The British government recently clarified and extended its ban on teaching creationism in academies, according to a June 18, 2014, press release from the British Humanist Association, which congratulated the government "on its robust stand on this issue."
Academies, including free schools, in Britain are similar to charter schools in the United States, and as with charter schools, there are concerns about whether creationism is taught in such institutions that are sponsored or operated by religious groups with creationist views.
As NCSE previously reported, in 2012, owing to pressure from the scientific establishment, the British government adopted a policy requiring free schools to "make provision for the teaching of evolution as a comprehensive, coherent and extensively evidenced theory."
The policy applied only to free schools, however, not to all academies, and only to future free schools: according to the Guardian (November 29, 2012), three free schools run by groups with openly creationist views were approved before the policy was adopted.

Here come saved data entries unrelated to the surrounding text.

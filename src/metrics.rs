use axum::{
    Router,
    extract::{MatchedPath, Request},
    middleware::Next,
    response::Response,
    routing::get,
};
use metrics::{counter, gauge, histogram};
use metrics_exporter_prometheus::{Matcher, PrometheusBuilder, PrometheusHandle};
use std::sync::OnceLock;
use std::time::{Duration, Instant};

static OBSERVABILITY_ENABLED: OnceLock<bool> = OnceLock::new();

/// Fixes the observability switch for the lifetime of the process.
///
/// Only the first call has an effect. When never called the switch falls
/// back to the `OBSERVABILITY_ENABLED` environment variable.
pub fn set_observability_enabled(enabled: bool) {
    let _ = OBSERVABILITY_ENABLED.set(enabled);
}

pub fn is_observability_enabled() -> bool {
    *OBSERVABILITY_ENABLED.get_or_init(|| {
        std::env::var("OBSERVABILITY_ENABLED")
            .map(|v| v.to_lowercase() != "false" && v != "0")
            .unwrap_or(true)
    })
}

/// Installs the Prometheus recorder and its upkeep task.
///
/// Returns `None` when observability is disabled or a recorder is already installed.
pub fn init_metrics() -> Option<PrometheusHandle> {
    if !is_observability_enabled() {
        return None;
    }

    let builder = PrometheusBuilder::new()
        .set_buckets_for_metric(
            Matcher::Full("http_request_duration_seconds".to_string()),
            &[
                0.001, 0.005, 0.01, 0.025, 0.05, 0.075, 0.1, 0.25, 0.5, 0.75, 1.0, 2.5, 5.0, 7.5,
                10.0,
            ],
        )
        .ok()?;

    let handle = match builder.install_recorder() {
        Ok(handle) => handle,
        Err(e) => {
            tracing::warn!(error = %e, "Prometheus recorder not installed");
            return None;
        }
    };

    let upkeep_handle = handle.clone();
    tokio::spawn(async move {
        loop {
            tokio::time::sleep(Duration::from_secs(5)).await;
            upkeep_handle.run_upkeep();
        }
    });

    Some(handle)
}

/// Keeps `http_requests_active` balanced even when the handler future is dropped.
struct InFlight;

impl InFlight {
    fn start() -> Self {
        gauge!("http_requests_active").increment(1.0);
        InFlight
    }
}

impl Drop for InFlight {
    fn drop(&mut self) {
        gauge!("http_requests_active").decrement(1.0);
    }
}

pub async fn metrics_middleware(req: Request, next: Next) -> Response {
    if !is_observability_enabled() {
        return next.run(req).await;
    }

    let start = Instant::now();
    let method = req.method().to_string();
    let route = req
        .extensions()
        .get::<MatchedPath>()
        .map(|p| p.as_str().to_owned())
        .unwrap_or_else(|| "unmatched".to_owned());

    let response = {
        let _in_flight = InFlight::start();
        next.run(req).await
    };

    let status = response.status().as_u16().to_string();
    counter!("http_requests_total", "method" => method.clone(), "route" => route.clone(), "status" => status)
        .increment(1);
    histogram!("http_request_duration_seconds", "method" => method, "route" => route)
        .record(start.elapsed().as_secs_f64());

    response
}

/// Router for the standalone metrics listener.
pub fn metrics_app(handle: PrometheusHandle) -> Router {
    Router::new().route("/metrics", get(move || async move { handle.render() }))
}

// Domain counters

pub fn track_login(success: bool) {
    if !is_observability_enabled() {
        return;
    }
    let status = if success { "success" } else { "failure" };
    counter!("user_logins_total", "status" => status).increment(1);
}

pub fn track_payment_recorded(method: &str) {
    if !is_observability_enabled() {
        return;
    }
    counter!("fee_payments_recorded_total", "method" => method.to_string()).increment(1);
}

pub fn track_waiver_applied(targeted: bool) {
    if !is_observability_enabled() {
        return;
    }
    let kind = if targeted { "invoice" } else { "unattached" };
    counter!("fee_waivers_applied_total", "kind" => kind).increment(1);
}

pub fn track_notifications(kind: &str, created: u64, emailed: u64) {
    if !is_observability_enabled() {
        return;
    }
    counter!("notifications_created_total", "type" => kind.to_string()).increment(created);
    counter!("notifications_emailed_total", "type" => kind.to_string()).increment(emailed);
}

pub fn track_direct_emails(sent: u64, failed: u64) {
    if !is_observability_enabled() {
        return;
    }
    counter!("direct_emails_total", "status" => "sent").increment(sent);
    counter!("direct_emails_total", "status" => "failed").increment(failed);
}

pub fn track_sweep(name: &'static str, processed: u64, failed: u64) {
    if !is_observability_enabled() {
        return;
    }
    counter!("sweep_runs_total", "sweep" => name).increment(1);
    counter!("sweep_transitions_total", "sweep" => name).increment(processed);
    if failed > 0 {
        counter!("sweep_failures_total", "sweep" => name).increment(failed);
    }
}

"Now the Government has extended such an explicit rule to all new Academies and Free Schools and made it clear that it believes that existing rules mean that no Academy or Free School can teach pseudoscience," BHA's Head of Public Affairs Pavan Dhaliwal explained in the press release.
Additionally, new model funding agreements for church academies require the parties to acknowledge the requirement to teach evolution and not to teach creationism, describing the latter as not according with the scientific consensus or established scientific evidence.